-1

I just started to use Spark for the first time for a OCR task, i have a folder of PDF files containing scanned text documents and I want to convert it to plain text. I first create a parallelized dataset of all the pdf's in the folder and perform a Map operation to create the images. I use Wand images for this task. Finally with a foreach i do the OCR using pytesseract, which is a wrapper for Tesseract.

The problem I have with this approach is that the memory use is increasing with each new document and finally i get an error "os cannot allocate memory". I have the feeling it stores the complete Img object in memory but all i need is a list of the locations of the temporary files. If I run this with a few PDF files it works but more then 5 files the system crashes...

def toImage(f):
    documentName = f[:-4]

    def imageList(imgObject):       
        #get list of generated images
        imagePrefix = "{}tmp/{}/{}".format(path,documentName,documentName)
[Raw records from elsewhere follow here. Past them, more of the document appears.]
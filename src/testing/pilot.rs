//! Pilot: programmatic interaction with a headless window.
//!
//! The `Pilot` opens a declarative window on a [`HeadlessUi`] and provides
//! methods to simulate user input (key presses, clicks, menu picks, edits),
//! run ticks, and inspect the resulting widget tree.

use std::rc::Rc;

use serde_json::Value;

use crate::app::{AppConfig, Application};
use crate::declarative::{open_window, ConstructError};
use crate::event::input::{Key, KeyEvent, Modifiers};
use crate::handler::HandlerRef;
use crate::spec::{Node, TopLevelNode};
use crate::ui::{MenuItemState, WidgetId, WidgetKind, WindowId};
use crate::window::Window;

use super::headless::HeadlessUi;
use super::snapshot::tree_to_string;

// ---------------------------------------------------------------------------
// Pilot
// ---------------------------------------------------------------------------

/// A headless window driver for testing.
///
/// The Pilot builds an [`Application`] over a fresh [`HeadlessUi`], opens the
/// node as a window, then plays the toolkit's part: ticking, delivering keys,
/// opening menus, and answering close requests.
///
/// # Examples
///
/// ```
/// use declui::spec::{PushButtonNode, TopLevelNode};
/// use declui::testing::Pilot;
///
/// let node = TopLevelNode::window(PushButtonNode::new("OK")).into_window();
/// let pilot = Pilot::launch(&node, None).unwrap();
/// assert!(pilot.is_open());
/// pilot.close();
/// assert!(!pilot.is_open());
/// ```
pub struct Pilot {
    ui: Rc<HeadlessUi>,
    app: Rc<Application>,
    window: Window,
}

impl Pilot {
    /// Open `node` with the default configuration.
    ///
    /// Widget nodes are wrapped in a plain window; dialog nodes open as
    /// windows.
    pub fn launch(node: &Node, handler: Option<&HandlerRef>) -> Result<Self, ConstructError> {
        Self::with_config(AppConfig::default(), node, handler)
    }

    /// Open `node` under the given application configuration.
    pub fn with_config(
        config: AppConfig,
        node: &Node,
        handler: Option<&HandlerRef>,
    ) -> Result<Self, ConstructError> {
        let ui = Rc::new(HeadlessUi::new());
        let app = Rc::new(Application::new(ui.clone(), config));
        let top = match node {
            Node::Window(top) | Node::ModelessDialog(top) => top.clone(),
            other => TopLevelNode::window(other.clone()),
        };
        let window = open_window(&app, &top, handler)?;
        Ok(Self { ui, app, window })
    }

    pub fn ui(&self) -> &Rc<HeadlessUi> {
        &self.ui
    }

    pub fn app(&self) -> &Rc<Application> {
        &self.app
    }

    pub fn window(&self) -> &Window {
        &self.window
    }

    pub fn window_id(&self) -> Option<WindowId> {
        self.window.document_window()
    }

    pub fn is_open(&self) -> bool {
        !self.window.is_closed()
    }

    // ── Ticks ────────────────────────────────────────────────────────

    /// One toolkit tick: window periodic work, binding refresh, then any
    /// pending close request.
    pub fn tick(&self) {
        self.window.periodic();
        self.ui.sync_bindings();
        if let Some(id) = self.window_id() {
            if self.ui.take_close_request(id) {
                self.window.about_to_close();
            }
        }
    }

    /// Run `n` ticks.
    pub fn ticks(&self, n: usize) {
        for _ in 0..n {
            self.tick();
        }
    }

    // ── Input simulation ─────────────────────────────────────────────

    /// Deliver a key press and its release. Returns whether the press
    /// performed an action.
    pub fn press(&self, event: KeyEvent) -> bool {
        let handled = self.window.key_pressed(&event);
        self.window.key_released(&event);
        handled
    }

    /// Press `c` with Ctrl held.
    pub fn press_ctrl(&self, c: char) -> bool {
        self.press(KeyEvent::ctrl(c))
    }

    /// Press a key with no modifiers.
    pub fn press_key(&self, key: Key) -> bool {
        self.press(KeyEvent::new(key, Modifiers::NONE))
    }

    /// Fire `on_clicked` on `widget`.
    pub fn click(&self, widget: WidgetId) -> bool {
        self.ui.fire(widget, "on_clicked", &[])
    }

    /// Fire any widget signal.
    pub fn fire(&self, widget: WidgetId, event: &str, args: &[Value]) -> bool {
        self.ui.fire(widget, event, args)
    }

    /// Change a bound property as the user would.
    pub fn edit(&self, widget: WidgetId, property: &str, value: impl Into<Value>) -> bool {
        self.ui.user_set(widget, property, value.into())
    }

    pub fn focus(&self, widget: WidgetId) -> bool {
        self.window_id()
            .is_some_and(|id| self.ui.set_focus(id, widget))
    }

    // ── Menus ────────────────────────────────────────────────────────

    /// Open the menu with `menu_id`, recomputing its item states.
    pub fn show_menu(&self, menu_id: &str) -> bool {
        match self.window.menu(menu_id) {
            Some(menu) => {
                self.window.menu_about_to_show(menu);
                true
            }
            None => false,
        }
    }

    pub fn menu_item_state(&self, action_id: &str) -> Option<MenuItemState> {
        self.ui.menu_item_state(self.window_id()?, action_id)
    }

    /// Choose the menu item for `action_id`. Disabled or missing items do
    /// nothing.
    pub fn choose(&self, action_id: &str) -> bool {
        match self.menu_item_state(action_id) {
            Some(state) if state.enabled => self.window.perform_action(action_id),
            _ => false,
        }
    }

    // ── Inspection ───────────────────────────────────────────────────

    pub fn root(&self) -> Option<WidgetId> {
        self.ui.window_root(self.window_id()?)
    }

    /// Widgets of `kind` in the window, in tree order.
    pub fn find(&self, kind: WidgetKind) -> Vec<WidgetId> {
        self.root()
            .map(|root| self.ui.find_in(root, kind))
            .unwrap_or_default()
    }

    pub fn property(&self, widget: WidgetId, property: &str) -> Option<Value> {
        crate::ui::UserInterface::property(&*self.ui, widget, property)
    }

    /// The window content as snapshot text.
    pub fn tree(&self) -> String {
        self.root()
            .map(|root| tree_to_string(&self.ui, root))
            .unwrap_or_default()
    }

    /// Close the window as the toolkit would.
    pub fn close(&self) {
        self.window.about_to_close();
    }
}

impl std::fmt::Debug for Pilot {
    fn fmt(&self, f: &mut std::fmt::Formatter<'_>) -> std::fmt::Result {
        f.debug_struct("Pilot")
            .field("window", &self.window)
            .finish_non_exhaustive()
    }
}

#[cfg(test)]
mod tests {
    use super::*;
    use crate::handler::{handler_ref, EventArgs, Handler};
    use crate::spec::{PushButtonNode, SliderNode};
    use serde_json::json;
    use std::cell::Cell;

    #[derive(Default)]
    struct Counter {
        clicks: Rc<Cell<u32>>,
        level: i64,
    }

    impl Handler for Counter {
        fn property(&self, name: &str) -> Option<Value> {
            (name == "level").then(|| json!(self.level))
        }

        fn set_property(&mut self, name: &str, value: Value) -> bool {
            match (name, value.as_i64()) {
                ("level", Some(level)) => {
                    self.level = level;
                    true
                }
                _ => false,
            }
        }

        fn has_method(&self, name: &str) -> bool {
            name == "bump"
        }

        fn call_method(&mut self, _name: &str, _sender: WidgetId, _args: &EventArgs) {
            self.clicks.set(self.clicks.get() + 1);
            self.level += 1;
        }
    }

    fn counter() -> (HandlerRef, Rc<Cell<u32>>) {
        let counter = Counter::default();
        let clicks = counter.clicks.clone();
        (handler_ref(counter), clicks)
    }

    #[test]
    fn widget_node_is_wrapped_in_window() {
        let pilot = Pilot::launch(&PushButtonNode::new("OK").into(), None).unwrap();
        assert_eq!(pilot.find(WidgetKind::PushButton).len(), 1);
        assert!(pilot.ui().is_shown(pilot.window_id().unwrap()));
    }

    #[test]
    fn click_reaches_handler_and_tick_refreshes_bindings() {
        let (handler, clicks) = counter();
        let node = Node::column([
            PushButtonNode::new("+").on_clicked("bump").into(),
            SliderNode::new()
                .with_value("@binding(level)")
                .unwrap()
                .into(),
        ]);
        let pilot = Pilot::launch(&node, Some(&handler)).unwrap();
        let button = pilot.find(WidgetKind::PushButton)[0];
        let slider = pilot.find(WidgetKind::Slider)[0];

        assert!(pilot.click(button));
        assert_eq!(clicks.get(), 1);
        assert_eq!(pilot.property(slider, "value"), Some(json!(0)));
        pilot.tick();
        assert_eq!(pilot.property(slider, "value"), Some(json!(1)));

        assert!(pilot.edit(slider, "value", 40));
        assert_eq!(handler.borrow().property("level"), Some(json!(40)));
    }

    #[test]
    fn close_request_is_answered_on_tick() {
        let pilot = Pilot::launch(&PushButtonNode::new("OK").into(), None).unwrap();
        pilot.window().request_close();
        assert!(pilot.is_open());
        pilot.tick();
        assert!(!pilot.is_open());
        assert_eq!(pilot.ui().window_count(), 0);
    }
}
        if len(img.sequence) > 1:   
            images = [ ("{}-{}.jpg".format(imagePrefix, x.index), documentName) for x in img.sequence]
        else:
            images = [("{}.jpg".format(imagePrefix), documentName)]
        return images

    #store images for each file in tmp directory
    with WandImage(filename=path + f, resolution=300) as img:
        #create tmp directory
        if not os.path.exists(path + "tmp/" +  documentName):
            os.makedirs(path + "tmp/" +  documentName)

        #save images in tmp directory
        img.format = 'jpeg'
        img.save(filename=path + "tmp/" +  documentName + '/' + documentName + '.jpg')  
        imageL =  imageList(img)
        return imageL


def doOcr(imageList):
    print(imageList[0][1])
    content = "\n\n***NEWPAGE***\n\n".join([pytesseract.image_to_string(Image.open(fullPath), lang='nld') for fullPath, documentName in imageList])
    with open(path + "/txt/" + imageList[0][1] + ".txt", "w") as text_file:
        text_file.write(content)

sc = SparkContext(appName="OCR")
pdfFiles = sc.parallelize([f for f in os.listdir(sys.argv[1]) if f.endswith(".pdf")])
text = pdfFiles.map(toImage).foreach(doOCr)
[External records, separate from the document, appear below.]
//! Per-window cooperative event loop.
//!
//! A single-threaded tokio runtime with a [`LocalSet`]. Futures spawned on it
//! make progress only when the window's periodic tick pumps the loop, so they
//! run on the UI thread between toolkit callbacks and may hold `Rc` state.

use std::fmt;
use std::future::Future;
use std::io;

use tokio::runtime::{Builder, Runtime};
use tokio::task::{JoinHandle, LocalSet};

pub struct EventLoop {
    runtime: Runtime,
    local: LocalSet,
}

impl EventLoop {
    pub fn new() -> io::Result<Self> {
        let runtime = Builder::new_current_thread().enable_time().build()?;
        Ok(Self {
            runtime,
            local: LocalSet::new(),
        })
    }

    /// Schedule a future on the loop. It first runs on the next pump.
    pub fn spawn_local<F>(&self, future: F) -> JoinHandle<F::Output>
    where
        F: Future + 'static,
        F::Output: 'static,
    {
        self.local.spawn_local(future)
    }

    /// Give every ready task one non-blocking pass.
    pub fn run_once(&self) {
        self.local.block_on(&self.runtime, tokio::task::yield_now());
    }
}

impl fmt::Debug for EventLoop {
    fn fmt(&self, f: &mut fmt::Formatter<'_>) -> fmt::Result {
        f.debug_struct("EventLoop").finish_non_exhaustive()
    }
}

#[cfg(test)]
mod tests {
    use super::*;
    use std::cell::Cell;
    use std::rc::Rc;

    #[test]
    fn spawned_future_runs_on_pump() {
        let event_loop = EventLoop::new().unwrap();
        let done = Rc::new(Cell::new(false));
        let flag = done.clone();
        event_loop.spawn_local(async move { flag.set(true) });
        assert!(!done.get());
        event_loop.run_once();
        assert!(done.get());
    }

    #[test]
    fn pending_future_does_not_block() {
        let event_loop = EventLoop::new().unwrap();
        let (tx, rx) = tokio::sync::oneshot::channel::<u32>();
        let got = Rc::new(Cell::new(0));
        let sink = got.clone();
        event_loop.spawn_local(async move {
            if let Ok(value) = rx.await {
                sink.set(value);
            }
        });
        event_loop.run_once();
        assert_eq!(got.get(), 0);
        tx.send(7).unwrap();
        event_loop.run_once();
        assert_eq!(got.get(), 7);
    }
}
Im using Ubuntu with 8gb memory Java 7 and Python3.5

Chris p
  • 43
  • 6
  • 2
    What makes you think there is memory leak? If you read files in parallel you'll there will be multiple files loaded at the same type. Also processing large objects is usually not the best use-case for Spark especially with restricted resources like here. Finally how do you set `spark.python.worker.memory`? – zero323 Mar 11 '16 at 09:33
  • I have set the memory in the conf/spark-defaults.conf file. I think there is a memory leak because I can see that files are finished with the OCR part and there is no decrease in used memory. – Chris p Mar 11 '16 at 10:27
  • What version of ImageMagick & Wand are you using? Several memory leak issues have been addressed in recent years. – emcconville Mar 13 '16 at 16:51
  • I have been using the latest version of both. I finally found a solution, I will update my question with the solution/fix – Chris p Mar 17 '16 at 09:55
  • 1
    @Chrisp if you have answered your own question dont update the question post the solution as an answer, this will help future users – Blake Lockley Mar 17 '16 at 10:00

1 Answers1

0

Update

I found a solution, the problem appears to be in the part where I create the imagelist, using:

def imageList(imgObject):       
        #get list of generated images
        # imagePrefix = "{}tmp/{}/{}".format(path,documentName,documentName)

        # if len(img.sequence) > 1: 
        #   images = [ ("{}-{}.jpg".format(imagePrefix, x.index), documentName) for x in img.sequence]
        # else:
        #   images = [("{}.jpg".format(imagePrefix), documentName)]

        fullPath = "{}tmp/{}/".format(path, documentName)
        images = [(fullPath + f, documentName) for f in os.listdir(fullPath) if f.endswith(".jpg")]

        return natsorted(images, key=lambda y: y[0])

works perfectly, but i'm not sure why.. Everything gets closed but still it remains in memory

Chris p
  • 43
  • 6